Ce qui se passait en Hongrie était-il possible en Union soviétique? Nous n'osions l'affirmer.
En Hongrie, nationalisme et libéralisme s'étaient retrouvés unis en 1956 comme ils l'avaient été en 1848; mais s'il était impossible de refouler à la fois l'un et l'autre, le pseudo-socialisme soviétique n'était-il pas capable de refouler au moins l'une de ces deux forces? Et l'explosion n'était-elle pas due surtout au refoulement du nationalisme? Les socialismes, définis par l'étatisation de la vie économique, doivent être nationaux, et ils ont besoin de l'adhésion des masses à l'État. Comment les masses adhéreraient-elles à un État qui n'est pas le leur? La foi idéologique ne peut encore se substituer au patriotisme.

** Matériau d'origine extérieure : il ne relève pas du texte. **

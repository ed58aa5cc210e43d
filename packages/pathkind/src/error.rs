//! Errors raised while constructing, composing, or formatting paths.
//!
//! These are the only failures the path core produces. Filesystem failures
//! belong to [`crate::fs`] and are reported there with context, never
//! reinterpreted as one of these.

use derive_more::{Display, Error, From, IsVariant};

/// The raw string could not become the requested path type.
#[derive(Clone, Eq, PartialEq, Debug, Display, Error, From, IsVariant)]
pub enum PathError {
    /// A required path was absent.
    #[display("missing argument: {argument}")]
    #[from(ignore)]
    MissingArgument {
        /// The parameter that was absent.
        argument: &'static str,
    },

    /// The raw string contains a character that is never valid in a path.
    InvalidCharacter(InvalidCharacterError),

    /// The raw string is valid, but has the wrong shape for the requested type.
    StructuralMismatch(StructuralMismatchError),
}

impl PathError {
    /// The name of the parameter that failed validation.
    pub fn argument(&self) -> &'static str {
        match self {
            PathError::MissingArgument { argument } => argument,
            PathError::InvalidCharacter(err) => err.argument,
            PathError::StructuralMismatch(err) => err.argument,
        }
    }

    pub(crate) fn mismatch(reason: Mismatch, argument: &'static str) -> Self {
        StructuralMismatchError { reason, argument }.into()
    }
}

/// The first invalid character found in a raw path string.
#[derive(Copy, Clone, Eq, PartialEq, Hash, Debug, Display, Error)]
#[display(
    "path contains invalid character: {:?} (U+{:04X}) in {}",
    self.character,
    self.code_point(),
    self.argument
)]
pub struct InvalidCharacterError {
    /// The offending character.
    pub character: char,

    /// The parameter holding the raw string.
    pub argument: &'static str,
}

impl InvalidCharacterError {
    /// The Unicode scalar value of the offending character.
    pub fn code_point(&self) -> u32 {
        u32::from(self.character)
    }
}

/// The raw string's rootedness or file/directory shape contradicts
/// the requested type.
#[derive(Copy, Clone, Eq, PartialEq, Hash, Debug, Display, Error)]
#[display("{reason}: {argument}")]
pub struct StructuralMismatchError {
    /// What was wrong with the shape.
    pub reason: Mismatch,

    /// The parameter holding the raw string.
    pub argument: &'static str,
}

/// The ways a raw string can have the wrong shape.
#[derive(Copy, Clone, Eq, PartialEq, Hash, Debug, Display, IsVariant)]
pub enum Mismatch {
    /// An absolute path was required, but the string is not rooted.
    #[display("path is relative")]
    ExpectedAbsolute,

    /// A relative path was required, but the string is rooted.
    #[display("path is absolute")]
    ExpectedRelative,

    /// A file path was required, but the string looks like a directory.
    #[display("file path expected")]
    ExpectedFile,

    /// A bare file name was required, but the string has directory parts.
    #[display("file name expected")]
    ExpectedFileName,
}

/// A display width could not be honoured.
#[derive(Clone, Eq, PartialEq, Debug, Display, Error, IsVariant)]
pub enum FormatError {
    /// The width is zero, negative, or at the representable maximum.
    #[display("width must be between 1 and {} (exclusive), got {width}", i32::MAX)]
    Range {
        /// The width that was requested.
        width: i64,
    },

    /// The format string is not a width.
    #[display("unable to parse width from format {spec:?}")]
    Parse {
        /// The format string that was provided.
        spec: String,
    },
}
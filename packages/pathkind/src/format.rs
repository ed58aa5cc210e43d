//! Fixed-width rendering of paths for display.

use std::borrow::Cow;

use crate::{error::FormatError, rules::is_separator};

/// Marks the part of a path removed by [`compact`].
pub const ELLIPSIS: &str = "...";

/// Shorten `path` to at most `width` characters.
///
/// Paths that already fit are returned unchanged. Longer paths keep their
/// last component (with its leading separator) and as much of the start as
/// fits, joined by [`ELLIPSIS`]: `C:\path\to\a\file.txt` at width 20 is
/// `C:\path\...\file.txt`. If the last component alone does not fit, the
/// ellipsis and the component are cut off at `width`.
///
/// A compacted result is always exactly `width` characters, so the prefix is
/// cut by character rather than at a separator: at width 13 the anchor
/// shrinks to `C...\file.txt` instead of the shorter `...\file.txt`.
pub fn compact(path: &str, width: i32) -> Result<Cow<'_, str>, FormatError> {
    if width <= 0 || width == i32::MAX {
        return Err(FormatError::Range {
            width: width.into(),
        });
    }

    let width = width.unsigned_abs() as usize;
    if path.chars().count() <= width {
        return Ok(Cow::Borrowed(path));
    }

    let tail = match path.trim_end_matches(is_separator).rfind(is_separator) {
        Some(index) => &path[index..],
        None => path,
    };
    let tail_len = tail.chars().count();
    let ellipsis_len = ELLIPSIS.chars().count();

    if ellipsis_len + tail_len > width {
        let truncated = ELLIPSIS.chars().chain(tail.chars()).take(width).collect::<String>();
        return Ok(Cow::Owned(truncated));
    }

    let prefix = path
        .chars()
        .take(width - ellipsis_len - tail_len)
        .collect::<String>();
    Ok(Cow::Owned(format!("{prefix}{ELLIPSIS}{tail}")))
}

/// Render `path` according to a format string.
///
/// A blank format string renders the path as is; otherwise the format
/// string is a width for [`compact`].
pub fn format_spec<'a>(path: &'a str, spec: &str) -> Result<Cow<'a, str>, FormatError> {
    let trimmed = spec.trim();
    if trimmed.is_empty() {
        return Ok(Cow::Borrowed(path));
    }

    let width = trimmed.parse::<i64>().map_err(|_| FormatError::Parse {
        spec: spec.to_owned(),
    })?;
    let width = i32::try_from(width).map_err(|_| FormatError::Range { width })?;
    compact(path, width)
}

Le surgissement de partis multiples, durant les quelques jours du lyrisme révolutionnaire, n'en était pas moins significatif; il surprenait ceux mêmes qui auraient dû le juger normal et inévitable. Après tout, les anticommunistes, en Occident, avaient pour la plupart dénoncé le parti unique comme la cause principale, le symbole, l'essence du despotisme pseudo-socialiste. Réserver le monopole de l'activité politique à un parti, soumettre le parti lui-même à l'autorité presque discrétionnaire d'un seul ou de quelques-uns (même si l'état-major du parti n'est pas à son tour un prince-esclave, asservi à un état-major étranger), voilà, disions-nous, l'origine de la tragédie du marxisme, la logique de la dégradation du bolchevisme, animé originellement par une aspiration à la liberté et aboutissant au totalitarisme.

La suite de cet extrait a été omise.